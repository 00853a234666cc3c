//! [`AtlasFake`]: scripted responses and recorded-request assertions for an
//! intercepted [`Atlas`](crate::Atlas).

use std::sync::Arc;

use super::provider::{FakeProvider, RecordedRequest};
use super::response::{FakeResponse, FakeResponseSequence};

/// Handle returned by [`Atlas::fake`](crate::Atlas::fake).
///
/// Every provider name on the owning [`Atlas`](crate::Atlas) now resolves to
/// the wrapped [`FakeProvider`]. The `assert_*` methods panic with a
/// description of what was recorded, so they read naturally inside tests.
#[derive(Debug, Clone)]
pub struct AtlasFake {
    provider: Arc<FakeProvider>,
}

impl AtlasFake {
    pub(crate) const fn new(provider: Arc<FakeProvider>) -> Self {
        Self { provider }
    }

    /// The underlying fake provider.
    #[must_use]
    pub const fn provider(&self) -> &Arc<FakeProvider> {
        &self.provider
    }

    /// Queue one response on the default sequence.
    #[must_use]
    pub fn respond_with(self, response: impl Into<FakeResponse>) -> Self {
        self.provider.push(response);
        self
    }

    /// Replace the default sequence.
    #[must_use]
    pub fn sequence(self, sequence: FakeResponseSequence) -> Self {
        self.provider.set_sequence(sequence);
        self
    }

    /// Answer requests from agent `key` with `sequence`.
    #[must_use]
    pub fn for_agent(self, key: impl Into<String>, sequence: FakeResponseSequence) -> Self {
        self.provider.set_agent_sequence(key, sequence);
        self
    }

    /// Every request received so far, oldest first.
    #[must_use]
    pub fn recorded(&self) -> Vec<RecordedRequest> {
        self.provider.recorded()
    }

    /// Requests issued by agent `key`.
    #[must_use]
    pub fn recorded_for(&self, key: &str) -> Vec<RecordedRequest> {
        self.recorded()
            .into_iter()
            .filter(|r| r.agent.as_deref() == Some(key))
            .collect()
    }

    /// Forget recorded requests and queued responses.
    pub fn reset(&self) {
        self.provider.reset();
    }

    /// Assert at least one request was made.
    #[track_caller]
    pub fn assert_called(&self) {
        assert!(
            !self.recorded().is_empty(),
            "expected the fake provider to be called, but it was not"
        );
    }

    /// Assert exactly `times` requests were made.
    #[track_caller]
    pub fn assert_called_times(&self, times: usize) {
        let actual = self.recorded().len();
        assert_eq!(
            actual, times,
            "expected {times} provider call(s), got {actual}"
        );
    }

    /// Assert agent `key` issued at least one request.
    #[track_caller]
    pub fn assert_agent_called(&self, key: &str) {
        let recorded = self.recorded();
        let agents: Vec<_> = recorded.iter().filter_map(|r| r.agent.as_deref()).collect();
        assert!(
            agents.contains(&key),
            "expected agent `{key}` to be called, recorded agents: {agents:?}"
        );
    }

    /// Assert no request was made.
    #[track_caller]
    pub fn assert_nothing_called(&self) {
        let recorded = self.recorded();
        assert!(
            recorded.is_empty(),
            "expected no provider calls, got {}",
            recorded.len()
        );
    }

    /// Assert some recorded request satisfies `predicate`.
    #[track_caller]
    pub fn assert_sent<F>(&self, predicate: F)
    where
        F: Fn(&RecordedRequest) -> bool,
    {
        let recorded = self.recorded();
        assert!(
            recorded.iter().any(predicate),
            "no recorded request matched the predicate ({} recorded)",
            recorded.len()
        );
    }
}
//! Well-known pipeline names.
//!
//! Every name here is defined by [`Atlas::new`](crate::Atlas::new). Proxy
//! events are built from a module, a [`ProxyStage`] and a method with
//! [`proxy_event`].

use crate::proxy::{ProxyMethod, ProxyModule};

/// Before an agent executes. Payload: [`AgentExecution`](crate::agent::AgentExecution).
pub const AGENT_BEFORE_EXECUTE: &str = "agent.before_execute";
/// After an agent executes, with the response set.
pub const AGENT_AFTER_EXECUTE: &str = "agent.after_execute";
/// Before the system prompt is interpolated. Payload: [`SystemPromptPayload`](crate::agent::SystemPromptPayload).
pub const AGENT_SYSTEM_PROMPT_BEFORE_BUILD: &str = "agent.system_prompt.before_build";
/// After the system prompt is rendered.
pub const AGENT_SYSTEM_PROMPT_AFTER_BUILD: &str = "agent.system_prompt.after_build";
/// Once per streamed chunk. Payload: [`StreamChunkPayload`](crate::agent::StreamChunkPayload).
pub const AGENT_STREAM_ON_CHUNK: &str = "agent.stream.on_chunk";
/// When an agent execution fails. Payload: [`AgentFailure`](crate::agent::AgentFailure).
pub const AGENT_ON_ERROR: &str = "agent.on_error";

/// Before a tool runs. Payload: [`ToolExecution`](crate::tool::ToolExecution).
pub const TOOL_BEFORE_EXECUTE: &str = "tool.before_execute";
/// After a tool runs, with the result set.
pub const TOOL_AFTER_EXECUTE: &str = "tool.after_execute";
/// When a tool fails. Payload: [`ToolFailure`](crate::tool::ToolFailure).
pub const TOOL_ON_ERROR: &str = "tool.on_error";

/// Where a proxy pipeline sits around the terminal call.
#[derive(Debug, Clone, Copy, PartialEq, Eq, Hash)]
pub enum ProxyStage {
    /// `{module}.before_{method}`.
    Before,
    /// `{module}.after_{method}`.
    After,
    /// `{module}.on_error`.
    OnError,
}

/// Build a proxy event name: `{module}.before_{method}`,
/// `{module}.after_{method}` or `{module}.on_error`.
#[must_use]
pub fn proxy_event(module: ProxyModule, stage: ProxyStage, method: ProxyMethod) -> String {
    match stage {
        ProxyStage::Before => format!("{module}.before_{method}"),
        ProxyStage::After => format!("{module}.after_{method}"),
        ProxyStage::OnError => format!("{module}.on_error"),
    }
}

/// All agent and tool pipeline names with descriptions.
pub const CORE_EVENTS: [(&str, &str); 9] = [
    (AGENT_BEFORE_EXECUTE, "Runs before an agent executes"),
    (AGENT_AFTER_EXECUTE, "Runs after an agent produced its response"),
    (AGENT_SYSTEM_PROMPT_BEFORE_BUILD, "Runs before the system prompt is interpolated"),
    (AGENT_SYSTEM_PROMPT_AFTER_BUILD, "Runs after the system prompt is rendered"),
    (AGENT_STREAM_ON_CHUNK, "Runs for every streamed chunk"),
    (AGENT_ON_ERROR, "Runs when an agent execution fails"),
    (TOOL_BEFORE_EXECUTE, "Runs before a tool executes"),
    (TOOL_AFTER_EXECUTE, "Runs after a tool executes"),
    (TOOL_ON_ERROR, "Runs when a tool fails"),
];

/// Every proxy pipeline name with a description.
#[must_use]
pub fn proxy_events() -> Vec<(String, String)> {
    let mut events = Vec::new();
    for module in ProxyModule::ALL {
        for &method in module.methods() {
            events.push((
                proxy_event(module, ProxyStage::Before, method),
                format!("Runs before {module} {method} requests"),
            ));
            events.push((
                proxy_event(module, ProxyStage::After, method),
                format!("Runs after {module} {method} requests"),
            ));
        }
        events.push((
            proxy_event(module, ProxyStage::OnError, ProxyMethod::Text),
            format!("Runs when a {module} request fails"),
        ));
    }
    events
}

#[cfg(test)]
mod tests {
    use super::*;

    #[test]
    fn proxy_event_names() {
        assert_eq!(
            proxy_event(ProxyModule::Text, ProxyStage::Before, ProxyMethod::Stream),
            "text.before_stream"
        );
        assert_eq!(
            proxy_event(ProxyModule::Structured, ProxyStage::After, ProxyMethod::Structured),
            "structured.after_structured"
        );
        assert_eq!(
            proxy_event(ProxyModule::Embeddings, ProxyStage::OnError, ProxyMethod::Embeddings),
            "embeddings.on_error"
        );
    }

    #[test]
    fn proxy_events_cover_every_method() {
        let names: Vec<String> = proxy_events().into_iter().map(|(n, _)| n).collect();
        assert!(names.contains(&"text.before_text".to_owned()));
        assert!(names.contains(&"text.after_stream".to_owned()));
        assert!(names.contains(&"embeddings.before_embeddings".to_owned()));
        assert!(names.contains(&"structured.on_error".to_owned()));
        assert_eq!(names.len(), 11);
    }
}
|---|
Only the lines above starting with the one with "now resolves to" and going through the one with "pub fn sequence(self, sequence: FakeResponseSequence)" are to be copied, word for word and with both ends kept.

/// Every provider name on the owning [`Atlas`](crate::Atlas) now resolves to
/// the wrapped [`FakeProvider`]. The `assert_*` methods panic with a
/// description of what was recorded, so they read naturally inside tests.
#[derive(Debug, Clone)]
pub struct AtlasFake {
    provider: Arc<FakeProvider>,
}

impl AtlasFake {
    pub(crate) const fn new(provider: Arc<FakeProvider>) -> Self {
        Self { provider }
    }

    /// The underlying fake provider.
    #[must_use]
    pub const fn provider(&self) -> &Arc<FakeProvider> {
        &self.provider
    }

    /// Queue one response on the default sequence.
    #[must_use]
    pub fn respond_with(self, response: impl Into<FakeResponse>) -> Self {
        self.provider.push(response);
        self
    }

    /// Replace the default sequence.
    #[must_use]
    pub fn sequence(self, sequence: FakeResponseSequence) -> Self {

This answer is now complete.